Monsieur Lion semble avoir une idée curieuse de la liberté de la presse. Un mois plus tard en effet, début juillet, nous avons reçu une lettre de ses avocats, nous menaçant des foudres de la Justice si nous ne retirions pas notre article. Celui-ci n’était pas du tout content [1].
Manifestement, Yves Lion ne connaît pas bien La Tribune de l’Art s’il pense qu’il peut nous censurer. Nous nous contentions de critiquer une réalisation publique, faite dans l’espace public avec de l’argent public. Mais puisque nous savions que nous aurions l’occasion de revenir sur ce sujet de manière plus complète à l’occasion de l’inauguration des nouvelles salles du musée, et ne voulant pas entrer dans d’éventuelles arguties juridiques pendant les mois d’été, nous avons enlevé notre article qui, de toute façon, avait été largement lu, et tout aussi apprécié si l’on en croit les nombreuses félicitations que nous avons reçues. On retrouvera celui-ci presque intégralement inclus dans les lignes qui suivent.

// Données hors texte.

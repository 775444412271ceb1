use std::cell::{Cell, RefCell};
use std::rc::Rc;

use crate::exp::{ExpRef, PatRef};
use crate::stmt::StmtRef;
use crate::types::{FnArg, FnAttr, Kind, Tqual, Tvar, Ty, VarargInfo};
use crate::{QualName, Span};

pub type DeclRef = Rc<Decl>;
pub type VarRef = Rc<VarDecl>;
pub type FnRef = Rc<FnDecl>;

#[derive(Clone, Copy, Debug, PartialEq, Eq, Hash, Default)]
pub enum Scope {
    Static,
    Abstract,
    #[default]
    Public,
    Extern,
    ExternC,
}

#[derive(Debug)]
pub struct VarDecl {
    pub span: Span,
    pub sc: Scope,
    pub name: QualName,
    pub tq: Tqual,
    /// Pattern variables start as evars and are fixed by pattern checking.
    pub ty: RefCell<Ty>,
    pub initializer: Option<ExpRef>,
    /// Region the variable lives in, set when the declaration is checked.
    pub rgn: RefCell<Option<Ty>>,
    /// Set once the variable's address has been taken.
    pub escapes: Cell<bool>,
}

impl VarDecl {
    pub fn new(span: Span, name: QualName, ty: Ty, initializer: Option<ExpRef>) -> VarRef {
        Rc::new(VarDecl {
            span,
            sc: Scope::Public,
            name,
            tq: Tqual::default(),
            ty: RefCell::new(ty),
            initializer,
            rgn: RefCell::new(None),
            escapes: Cell::new(false),
        })
    }

    pub fn ty(&self) -> Ty {
        self.ty.borrow().clone()
    }
}

#[derive(Debug)]
pub struct FnDecl {
    pub span: Span,
    pub sc: Scope,
    pub is_inline: bool,
    pub name: QualName,
    pub tvars: Vec<Tvar>,
    pub effect: RefCell<Option<Ty>>,
    pub ret_tq: Tqual,
    pub ret: Ty,
    pub args: Vec<FnArg>,
    pub c_varargs: bool,
    pub cyc_varargs: Option<VarargInfo>,
    pub rgn_po: Vec<(Ty, Ty)>,
    pub body: StmtRef,
    pub attributes: Vec<FnAttr>,
    /// Parameter declarations created by the checker, in argument order.
    pub param_vardecls: RefCell<Option<Vec<VarRef>>>,
    /// The function's type, filled in by the checker.
    pub fn_ty: RefCell<Option<Ty>>,
}

impl FnDecl {
    pub fn has_attr(&self, attr: FnAttr) -> bool {
        self.attributes.contains(&attr)
    }

    pub fn fn_ty(&self) -> Option<Ty> {
        self.fn_ty.borrow().clone()
    }
}

#[derive(Clone, Copy, Debug, PartialEq, Eq, Hash)]
pub enum AggrKind {
    Struct,
    Union,
}

#[derive(Clone, Debug)]
pub struct AggrField {
    pub name: String,
    pub tq: Tqual,
    pub ty: Ty,
    pub width: Option<ExpRef>,
}

#[derive(Clone, Debug)]
pub struct AggrDeclImpl {
    pub exist_vars: Vec<Tvar>,
    pub rgn_po: Vec<(Ty, Ty)>,
    pub fields: Vec<AggrField>,
    pub tagged: bool,
}

#[derive(Debug)]
pub struct AggrDecl {
    pub span: Span,
    pub kind: AggrKind,
    pub sc: Scope,
    pub name: QualName,
    pub tvars: Vec<Tvar>,
    /// `None` for abstract (forward-declared) aggregates.
    pub imp: Option<AggrDeclImpl>,
}

impl AggrDecl {
    pub fn field(&self, name: &str) -> Option<(usize, &AggrField)> {
        self.imp
            .as_ref()?
            .fields
            .iter()
            .enumerate()
            .find(|(_, f)| f.name == name)
    }
}

#[derive(Debug)]
pub struct DatatypeField {
    pub span: Span,
    pub name: QualName,
    pub typs: Vec<(Tqual, Ty)>,
    pub sc: Scope,
}

#[derive(Debug)]
pub struct DatatypeDecl {
    pub span: Span,
    pub sc: Scope,
    pub name: QualName,
    pub tvars: Vec<Tvar>,
    pub fields: Option<Vec<Rc<DatatypeField>>>,
    pub is_extensible: bool,
}

#[derive(Clone, Debug)]
pub struct EnumField {
    pub span: Span,
    pub name: QualName,
    pub tag: Option<ExpRef>,
}

#[derive(Debug)]
pub struct EnumDecl {
    pub span: Span,
    pub sc: Scope,
    pub name: QualName,
    pub fields: Option<Vec<EnumField>>,
}

#[derive(Debug)]
pub struct TypedefDecl {
    pub span: Span,
    pub name: QualName,
    pub tq: Tqual,
    pub tvars: Vec<Tvar>,
    /// `None` for an abstract typedef of the given kind.
    pub defn: Option<Ty>,
    pub kind: Option<Kind>,
}

#[derive(Debug)]
pub enum DeclKind {
    Var(VarRef),
    Fn(FnRef),
    Let {
        pat: PatRef,
        pat_vars: RefCell<Option<Vec<VarRef>>>,
        init: ExpRef,
    },
    Aggr(Rc<AggrDecl>),
    Datatype(Rc<DatatypeDecl>),
    Enum(Rc<EnumDecl>),
    Typedef(Rc<TypedefDecl>),
    Namespace(String, Vec<DeclRef>),
    Using(QualName, Vec<DeclRef>),
}

#[derive(Debug)]
pub struct Decl {
    pub span: Span,
    pub kind: DeclKind,
}

impl Decl {
    pub fn new(kind: DeclKind, span: Span) -> DeclRef {
        Rc::new(Decl { span, kind })
    }
}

Il est vrai que nous avions critiqué non seulement sa construction sur la cour mais aussi son talent d’architecte en général. Et puisque Yves Lion veut des compliments, admettons que nous avions tort. En réalité, il s’agit probablement du plus remarquable architecte français vivant. On pourrait même dire qu’il est le plus grand architecte français de tous les temps. Michel-Ange, Bernin, Yves Lion... La liste des génies universels de l’architecture n’est pas si grande. Il en fait partie.
C’est pourquoi notre étonnement est immense et notre incompréhension complète face à la médiocrité de sa construction dijonnaise !

La cour de Bar est formée de bâtiments composites, entre le XIVe et le XIXe siècle. S’il fallait réellement créer une adjonction pour organiser de manière cohérente le circuit muséographique en rehaussant le bâtiment du XIXe qui n’a pas en lui même de caractère exceptionnel, cela aurait dû être fait de manière respectueuse et modeste.
Hélas, il fallait (c’est souvent le cas) faire un « geste architectural » et ce geste a été confié à Yves Lion dont les interventions sur les monuments historiques sont à notre sens particulièrement discutables. En témoigne, dans les années 1990, l’Hôtel Hénault de Cantobre, dans le Marais, devenu la maison de la photographie, où les menuiseries et planchers anciens ont été remplacés, et où a été démoli, sur la rue de Fourcy, le bâtiment de remise des carrosses qui fermait la cour [2]. C’était avant la naissance de La Tribune de l’Art, mais nous avons déjà dans ces pages parlé de constructions (ou de projets) plus récents, qu’il s’agisse du château de Blérancourt ou du square de la République à Poitiers.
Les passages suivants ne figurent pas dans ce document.